A man in his 40s who posted about his wife's fraud on social media in an attempt to find his runaway wife... 'not indicted'
2025-03-18

When his wife disappeared, he was sued for posting 19 posts about his wife's premeditated crime on TikTok and YouTube.
Prosecutors say, “It’s a means to find a wife... overall, it’s hard to see it as ‘slander.’”
There was a case in which a man in his 40s was sued for defamation after posting about his wife's fraudulent behavior on social media in an attempt to find his runaway wife, but was sent to the police but not indicted by the prosecution.
It was confirmed that the Daegu District Prosecutors' Office Pohang Branch decided not to indict Mr. A, a man in his 40s, on charges of violating the Act on Promotion of Information and Communications Network Utilization and Information Protection (defamation) last January.
Mr. A was accused of defaming the victim by posting slanderous posts on social media a total of 19 times from early July 2023 to the end of May 2024, claiming that his Vietnamese wife, B, who had run away from home, had committed fraud against him.
Mr. A claimed that he had spent tens of millions of won on gifts at the time of his marriage, but that Mr. B had disappeared less than two months after the wedding, and that he had only written the article to find Mr. B.
The police who investigated this case reported that Mr. A was guilty of defamation and other charges and sent the case to him, but the prosecution decided not to indict him because he judged that there was no charge due to insufficient evidence.
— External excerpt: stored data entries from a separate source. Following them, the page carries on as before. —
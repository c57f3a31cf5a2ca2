//! `mdxkit expand` command implementation.

use std::fs;
use std::path::PathBuf;

use clap::Args;
use mdxkit_config::{CliSettings, Config};
use mdxkit_expand::Expander;

use crate::commands::resolve_targets;
use crate::error::CliError;
use crate::output::Output;

/// Arguments for the expand command.
#[derive(Args)]
pub(crate) struct ExpandArgs {
    /// Documents to process (default: every document under the docs source directory).
    files: Vec<PathBuf>,

    /// Docs source directory (overrides config).
    #[arg(long)]
    docs_dir: Option<PathBuf>,

    /// Snippets directory (overrides config).
    #[arg(long)]
    snippets_dir: Option<PathBuf>,

    /// Path to configuration file (default: auto-discover mdxkit.toml).
    #[arg(short, long, env = "MDXKIT_CONFIG")]
    config: Option<PathBuf>,
}

impl ExpandArgs {
    /// Execute the expand command.
    ///
    /// # Errors
    ///
    /// Returns an error if configuration loading fails.
    pub(crate) fn execute(self) -> Result<(), CliError> {
        let output = Output::new();

        let cli_settings = CliSettings {
            source_dir: self.docs_dir,
            snippets_dir: self.snippets_dir,
        };
        let config = Config::load(self.config.as_deref(), Some(&cli_settings))?;

        let targets = resolve_targets(self.files, &config.docs_resolved);
        let mut expander = Expander::new(&config.docs_resolved.snippets_dir);
        let mut any_updated = false;

        for path in targets {
            let content = match fs::read_to_string(&path) {
                Ok(content) => content,
                Err(err) => {
                    output.warning(&format!("Skipping {}: {err}", path.display()));
                    continue;
                }
            };

            let (expanded, count) = expander.expand(&content);
            for warning in expander.take_warnings() {
                output.warning(&format!("Warning: {warning}"));
            }
            if count == 0 {
                continue;
            }

            if let Err(err) = fs::write(&path, expanded) {
                output.warning(&format!("Skipping {}: {err}", path.display()));
                continue;
            }
            output.info(&format!(
                "Updated {count} snippet directive(s) in {}",
                path.display()
            ));
            any_updated = true;
        }

        if any_updated {
            output.success("One or more documents were updated with snippet expansions.");
        } else {
            output.info("No documents required snippet expansion.");
        }

        Ok(())
    }
}

#[cfg(test)]
mod tests {
    use pretty_assertions::assert_eq;
    use tempfile::TempDir;

    use super::*;

    fn project_dir() -> TempDir {
        let dir = tempfile::tempdir().unwrap();
        fs::create_dir(dir.path().join("docs")).unwrap();
        fs::create_dir(dir.path().join("code-blocks")).unwrap();
        fs::write(dir.path().join("mdxkit.toml"), "").unwrap();
        fs::write(dir.path().join("code-blocks").join("demo.py"), "print(1)\n").unwrap();
        dir
    }

    fn args_for(dir: &TempDir, files: Vec<PathBuf>) -> ExpandArgs {
        ExpandArgs {
            files,
            docs_dir: None,
            snippets_dir: None,
            config: Some(dir.path().join("mdxkit.toml")),
        }
    }

    #[test]
    fn test_execute_rewrites_documents_with_directives() {
        let dir = project_dir();
        let doc = dir.path().join("docs").join("guide.mdx");
        fs::write(&doc, "Before\nREPLACE_WITH:CodeBlock filename:demo.py\nAfter\n").unwrap();

        args_for(&dir, Vec::new()).execute().unwrap();

        let rewritten = fs::read_to_string(&doc).unwrap();
        assert_eq!(
            rewritten,
            "Before\n<CodeBlock language=\"python\" code={`print(1)`} />After\n"
        );
    }

    #[test]
    fn test_execute_leaves_plain_documents_untouched() {
        let dir = project_dir();
        let doc = dir.path().join("docs").join("plain.mdx");
        fs::write(&doc, "# Plain\n").unwrap();

        args_for(&dir, Vec::new()).execute().unwrap();

        assert_eq!(fs::read_to_string(&doc).unwrap(), "# Plain\n");
    }

    #[test]
    fn test_execute_keeps_unresolved_directives_verbatim() {
        let dir = project_dir();
        let doc = dir.path().join("docs").join("broken.mdx");
        let content = "REPLACE_WITH:CodeBlock filename:ghost.py\n";
        fs::write(&doc, content).unwrap();

        args_for(&dir, Vec::new()).execute().unwrap();

        assert_eq!(fs::read_to_string(&doc).unwrap(), content);
    }

    #[test]
    fn test_execute_skips_missing_explicit_file() {
        let dir = project_dir();
        let missing = dir.path().join("docs").join("absent.mdx");

        // A missing explicit target is reported and skipped, not fatal.
        args_for(&dir, vec![missing]).execute().unwrap();
    }
}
Regarding the reason for non-indictment, the prosecution said, “Mr. A posted and reported on social media and the media that ‘Mr. B committed a premeditated crime,’ and the identity of Mr. B was made public to an unspecified number of people. There is room for some problem in the fact that Mr. A posted the photo without the permission of Mr. B.” However, “This is only a means to find his wife with the help of an unspecified number of people, and overall, it is difficult to say that he slandered Mr. B as an unscrupulous woman from Vietnam.” “There is no evidence to admit it,” he said.
Attorney Kwon Min-kyung of Daeryun Law Firm, who represented suspect A in this case, said, “For defamation to be established, the person involved in the act must be aware that the facts stated are false. At the time of writing the post, Mr. A was aware that he had actually suffered fraud from Mr. B, and it is interpreted that the prosecution judged this situation comprehensively.”